Вы находитесь на странице: 1из 12

International Journal of Computer Science and

Engineering (IJCSE)
ISSN Print: 2278–9960; ISSN Online:2278–9979;
Vol. 8, Issue 6, Oct–Nov 2019; 9–20
© IASET

A REVIEW ON FINDING TOP K-COMPETITOR FROM LARGE UNSTRUCTURED


DATASETS BASED C-MINER ALGORITHM

J. Hemalatha1 & M. Abhilash Kumar Reddy2


1
PG Scholar, Department of Computer Science and Engineering, SV Engineering College for Women, Tirupati,
Andhra Pradesh, India
2
Assistant Professor, Department of Computer Science and Engineering, SV Engineering College for Women, Tirupati,
Andhra Pradesh, India

ABSTRACT

In this new age any focused business and achievement is relying upon the capacity to make a thing more alluring to the client
than the challenge. Some of the inquiries are coming in this undertaking, for example, first question is that: (I Who are
principle contenders of the given things? II) How to formalize and evaluate intensity between things? Furthermore, III) What
are various highlights of a thing that most influence its competitiveness?.In this Paper we validated both quantitatively and
qualitatively. Our formalization is appropriate crosswise over spaces, beating the deficiencies of past methodologies.

To operationalize and address the issue of finding the top-k competitors of a thing in any given market. Especially
within the sight of large data sets with hundreds or thousands of things, for example, those that are regularly found in
standard spaces. We address these difficulties by means of a profoundly adaptable system for top-k computation, including a
proficient assessment calculation and a suitable record.

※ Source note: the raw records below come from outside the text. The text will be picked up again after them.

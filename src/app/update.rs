// SPDX-License-Identifier: GPL-3.0-only

//! Message update handling
//!
//! The main `update()` function acts as a dispatcher, while specific handlers
//! are implemented in the `handlers` submodules organized by functional domain.
//!
//! # Handler Modules
//!
//! - `handlers::detection`: frame admission, decode results, cooldown re-arm
//! - `handlers::camera`: camera binding and facing switch
//! - `handlers::gallery`: gallery picker and image scan
//! - `handlers::system`: feedback toggles, animation tick, quit

use crate::app::{Message, ScannerApp};

impl ScannerApp {
    /// Main message handler - routes messages to appropriate handler methods.
    pub fn update(&mut self, message: Message) {
        match message {
            // ===== Live scanning =====
            Message::FrameCaptured(frame) => self.handle_frame_captured(frame),
            Message::DecodeStalled(error) => self.handle_decode_stalled(error),
            Message::FrameDecoded(result) => self.handle_frame_decoded(result),
            Message::Rearm(epoch) => self.handle_rearm(epoch),

            // ===== Camera =====
            Message::SwitchCamera => self.handle_switch_camera(),

            // ===== Gallery =====
            Message::OpenGallery => self.handle_open_gallery(),
            Message::GalleryPicked(path) => self.handle_gallery_picked(path),
            Message::GalleryScanned(result) => self.handle_gallery_scanned(result),

            // ===== System =====
            Message::ToggleVibration => self.handle_toggle_vibration(),
            Message::ToggleSound => self.handle_toggle_sound(),
            Message::Tick => self.handle_tick(),
            Message::Quit => self.shutdown(),
        }
    }
}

KEYWORDS: Data Mining, Web Mining, Information Search and Retrieval, Electronic Commerce

Article History
Received: 04 Oct 2019 | Revised: 18 Oct 2019 | Accepted: 24 Oct 2019

INTRODUCTION

A Long Line of research has shown the vital significance of distinguishing and checking an association's rivals. Spurred by
this issue, the showcasing and the board network have concentrated on experimental strategies for contender distinguishing
proof just as on techniques for breaking down known contenders. Extant research on the previous has concentrated on mining
similar articulations (for example "Item A is better than Item B") from the Web or other sources. Despite the fact that such
articulations can undoubtedly be pointers of intensity, they are missing in numerous spaces. For example, think about the
vacation packages (for example flight-Stay Car Combination). For this situation, things have no appointed name by which
they can be questioned or contrasted and one another.

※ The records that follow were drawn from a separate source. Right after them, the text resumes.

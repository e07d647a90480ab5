// SPDX-License-Identifier: GPL-3.0-only

//! QR code detection task
//!
//! This module implements QR code detection using the rqrr crate.
//! Frames are converted to luminance, optionally downscaled, searched for
//! QR grids and decoded, returning positions and decoded content.

use crate::app::frame_processor::types::{FrameRegion, QrDetection};
use crate::backends::camera::types::CameraFrame;
use crate::constants::detection;
use crate::errors::DecodeError;
use tracing::{debug, trace};

/// Decode collaborator
///
/// Implementations are called from a blocking worker and must not touch
/// scanner state.
pub trait QrDecoder: Send + Sync {
    /// Decode every QR code in a frame
    fn decode(&self, frame: &CameraFrame) -> Result<Vec<QrDetection>, DecodeError>;
}

/// QR code detector
///
/// Analyzes frames to detect and decode QR codes.
/// Optimized for real-time processing with frame downscaling.
#[derive(Debug, Clone)]
pub struct QrDetector {
    /// Maximum dimension for processing (frames are downscaled to this)
    max_dimension: u32,
}

impl Default for QrDetector {
    fn default() -> Self {
        Self::new()
    }
}

impl QrDetector {
    /// Create a new QR detector with default settings
    pub fn new() -> Self {
        Self {
            max_dimension: detection::MAX_DIMENSION,
        }
    }

    /// Create a QR detector with custom max dimension
    pub fn with_max_dimension(max_dimension: u32) -> Self {
        Self {
            max_dimension: max_dimension.max(1),
        }
    }
}

impl QrDecoder for QrDetector {
    fn decode(&self, frame: &CameraFrame) -> Result<Vec<QrDetection>, DecodeError> {
        if !frame.is_complete() {
            return Err(DecodeError::InvalidFrame(format!(
                "{}x{} frame with {} bytes",
                frame.width,
                frame.height,
                frame.data.len()
            )));
        }
        Ok(detect_sync(frame, self.max_dimension))
    }
}

/// Synchronous QR detection (runs in blocking task)
fn detect_sync(frame: &CameraFrame, max_dimension: u32) -> Vec<QrDetection> {
    let start = std::time::Instant::now();

    let width = frame.width;
    let height = frame.height;

    let scale = if width > max_dimension || height > max_dimension {
        (width as f32 / max_dimension as f32).max(height as f32 / max_dimension as f32)
    } else {
        1.0
    };
    let proc_width = ((width as f32 / scale) as u32).max(1);
    let proc_height = ((height as f32 / scale) as u32).max(1);

    let luma = downscale_luma(frame, proc_width, proc_height);
    let mut prepared =
        rqrr::PreparedImage::prepare_from_greyscale(proc_width as usize, proc_height as usize, |x, y| {
            luma[y * proc_width as usize + x]
        });

    let grids = prepared.detect_grids();
    trace!(
        proc_width,
        proc_height,
        scale,
        grids = grids.len(),
        detect_ms = start.elapsed().as_millis(),
        "QR grid search complete"
    );

    let mut detections = Vec::with_capacity(grids.len());

    for grid in grids {
        let content = match grid.decode() {
            Ok((_meta, content)) => content,
            Err(e) => {
                debug!(error = %e, "Failed to decode QR code");
                continue;
            }
        };

        let xs = grid.bounds.iter().map(|p| p.x);
        let ys = grid.bounds.iter().map(|p| p.y);
        let min_x = xs.clone().min().unwrap_or(0).max(0) as f32;
        let max_x = xs.max().unwrap_or(0).min(proc_width as i32) as f32;
        let min_y = ys.clone().min().unwrap_or(0).max(0) as f32;
        let max_y = ys.max().unwrap_or(0).min(proc_height as i32) as f32;

        // Scale back to original frame coordinates
        let region = FrameRegion::from_pixels(
            (min_x * scale) as u32,
            (min_y * scale) as u32,
            ((max_x - min_x).max(0.0) * scale) as u32,
            ((max_y - min_y).max(0.0) * scale) as u32,
            width,
            height,
        );

        debug!(
            content = %content,
            x = region.x,
            y = region.y,
            width = region.width,
            height = region.height,
            "Detected QR code"
        );

        detections.push(QrDetection::new(region, content));
    }

    if !detections.is_empty() {
        debug!(
            count = detections.len(),
            total_ms = start.elapsed().as_millis(),
            "QR detection found codes"
        );
    }

    detections
}

/// Downscale a frame to a luminance buffer by box-averaging source pixels
fn downscale_luma(frame: &CameraFrame, dst_width: u32, dst_height: u32) -> Vec<u8> {
    let mut result = Vec::with_capacity((dst_width * dst_height) as usize);

    let x_ratio = frame.width as f32 / dst_width as f32;
    let y_ratio = frame.height as f32 / dst_height as f32;

    for y in 0..dst_height {
        let y0 = (y as f32 * y_ratio) as u32;
        let y1 = (((y + 1) as f32 * y_ratio) as u32).max(y0 + 1).min(frame.height);
        for x in 0..dst_width {
            let x0 = (x as f32 * x_ratio) as u32;
            let x1 = (((x + 1) as f32 * x_ratio) as u32).max(x0 + 1).min(frame.width);

            let mut sum = 0u32;
            let mut count = 0u32;
            for sy in y0..y1 {
                for sx in x0..x1 {
                    sum += frame.luma_at(sx, sy) as u32;
                    count += 1;
                }
            }
            result.push((sum / count.max(1)) as u8);
        }
    }

    result
}
//! Editable working copy of a user record.
//!
//! A draft holds one flat slot per editable field. The nested `address` and
//! `company` shapes of [`User`] are only reassembled when the draft is turned
//! into a request body.

use std::{fmt, str::FromStr};

use serde::{Deserialize, Serialize};

use crate::user::{Address, Company, NewUser, User, derive_username};

/// Editable fields of a user record, in form order.
#[derive(
    Debug,
    Clone,
    Copy,
    PartialEq,
    Eq,
    PartialOrd,
    Ord,
    Hash,
    Serialize,
    Deserialize,
)]
pub enum FieldKey {
    #[serde(rename = "name")]
    Name,
    #[serde(rename = "email")]
    Email,
    #[serde(rename = "phone")]
    Phone,
    #[serde(rename = "address.street")]
    AddressStreet,
    #[serde(rename = "address.city")]
    AddressCity,
    #[serde(rename = "company.name")]
    CompanyName,
    #[serde(rename = "website")]
    Website,
}

impl FieldKey {
    pub const ALL: [FieldKey; 7] = [
        FieldKey::Name,
        FieldKey::Email,
        FieldKey::Phone,
        FieldKey::AddressStreet,
        FieldKey::AddressCity,
        FieldKey::CompanyName,
        FieldKey::Website,
    ];

    /// Stable key used in error maps and on the command line.
    pub fn as_str(self) -> &'static str {
        match self {
            FieldKey::Name => "name",
            FieldKey::Email => "email",
            FieldKey::Phone => "phone",
            FieldKey::AddressStreet => "address.street",
            FieldKey::AddressCity => "address.city",
            FieldKey::CompanyName => "company.name",
            FieldKey::Website => "website",
        }
    }

    /// Human-facing label for prompts.
    pub fn label(self) -> &'static str {
        match self {
            FieldKey::Name => "Name",
            FieldKey::Email => "Email",
            FieldKey::Phone => "Phone",
            FieldKey::AddressStreet => "Address (Street)",
            FieldKey::AddressCity => "Address (City)",
            FieldKey::CompanyName => "Company Name (Optional)",
            FieldKey::Website => "Website (Optional)",
        }
    }

    pub fn is_required(self) -> bool {
        !matches!(self, FieldKey::CompanyName | FieldKey::Website)
    }
}

impl fmt::Display for FieldKey {
    fn fmt(&self, f: &mut fmt::Formatter<'_>) -> fmt::Result {
        f.write_str(self.as_str())
    }
}

#[derive(Debug, Clone, PartialEq, Eq)]
pub struct ParseFieldKeyError(pub String);

impl fmt::Display for ParseFieldKeyError {
    fn fmt(&self, f: &mut fmt::Formatter<'_>) -> fmt::Result {
        write!(f, "unknown field '{}'", self.0)
    }
}

impl std::error::Error for ParseFieldKeyError {}

impl FromStr for FieldKey {
    type Err = ParseFieldKeyError;

    fn from_str(s: &str) -> Result<Self, Self::Err> {
        FieldKey::ALL
            .into_iter()
            .find(|key| key.as_str() == s)
            .ok_or_else(|| ParseFieldKeyError(s.to_string()))
    }
}

/// Flat, mutable working copy of a user record.
#[derive(Debug, Clone, Default, PartialEq, Eq)]
pub struct UserDraft {
    pub name: String,
    pub email: String,
    pub phone: String,
    pub address_street: String,
    pub address_city: String,
    pub company_name: String,
    pub website: String,
}

impl UserDraft {
    /// Copy every editable field out of an existing record.
    pub fn from_user(user: &User) -> Self {
        Self {
            name: user.name.clone(),
            email: user.email.clone(),
            phone: user.phone.clone(),
            address_street: user.address.street.clone(),
            address_city: user.address.city.clone(),
            company_name: user.company.name.clone(),
            website: user.website.clone(),
        }
    }

    pub fn get(&self, key: FieldKey) -> &str {
        match key {
            FieldKey::Name => &self.name,
            FieldKey::Email => &self.email,
            FieldKey::Phone => &self.phone,
            FieldKey::AddressStreet => &self.address_street,
            FieldKey::AddressCity => &self.address_city,
            FieldKey::CompanyName => &self.company_name,
            FieldKey::Website => &self.website,
        }
    }

    pub fn set(&mut self, key: FieldKey, value: impl Into<String>) {
        let slot = match key {
            FieldKey::Name => &mut self.name,
            FieldKey::Email => &mut self.email,
            FieldKey::Phone => &mut self.phone,
            FieldKey::AddressStreet => &mut self.address_street,
            FieldKey::AddressCity => &mut self.address_city,
            FieldKey::CompanyName => &mut self.company_name,
            FieldKey::Website => &mut self.website,
        };
        *slot = value.into();
    }

    fn address(&self) -> Address {
        Address {
            street: self.address_street.clone(),
            city: self.address_city.clone(),
        }
    }

    fn company(&self) -> Company {
        Company {
            name: self.company_name.clone(),
        }
    }

    /// Assemble a create payload, deriving the username from the name.
    pub fn to_new_user(&self) -> NewUser {
        NewUser {
            name: self.name.clone(),
            email: self.email.clone(),
            phone: self.phone.clone(),
            address: self.address(),
            company: self.company(),
            website: self.website.clone(),
            username: derive_username(&self.name),
        }
    }

    /// Assemble a full replacement for `source`.
    ///
    /// `id` and `username` are carried over untouched; they are never edited.
    pub fn to_user(&self, source: &User) -> User {
        User {
            id: source.id,
            name: self.name.clone(),
            username: source.username.clone(),
            email: self.email.clone(),
            phone: self.phone.clone(),
            address: self.address(),
            company: self.company(),
            website: self.website.clone(),
        }
    }
}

Further, the recurrence of literary relative proof can shift enormously crosswise over spaces. For instance, when
looking at brand names at the firm level (for example "Google Vs Yahoo" or "Sony Vs Panasonic"), almost certainly, near
examples can be found by essentially questioning the web. Be that as it may, it is anything but difficult to recognize standard
spaces where such proof is very rare, for example, hoes, jewellery, hotels, restaurants, and furniture. Motivated by these

www.iaset.us editor@iaset.us
10 J. Hemalatha & M. Abhilash Kumar Reddy

shortcomings, we propose a new formalization of the competitiveness between two items, based on the market segments that
they can both cover.

Competitiveness

Our competitiveness paradigm is based on the following observation: the competitiveness between two items is based on
whether they compete for the attention and business of the same groups of customers (for example a similar market sections).
For instance, two eateries that exist in various nations are clearly not focused, since there is no cover between their objective
gatherings.

This model shows the perfect situation, where we approach the total arrangement of clients in a given market, just as
to explicit market portions and their necessities. By and by, in any case, such data isn't accessible. So as to defeat this, we
portray a technique for processing every one of the sections in a given market dependent on mining huge audit informational
indexes. This technique enables us to operationalize our meaning of intensity and address the issue of finding the top-k
contenders of a thing in some random market. As we appear in our work, this issue presents noteworthy computational
difficulties, particularly within the sight of enormous datasets with hundreds or thousands of things, for example, those that
are regularly found in standard spaces. We address these difficulties by means of an exceptionally adaptable structure for
top-k computation, including an effective assessment calculation and a fitting list.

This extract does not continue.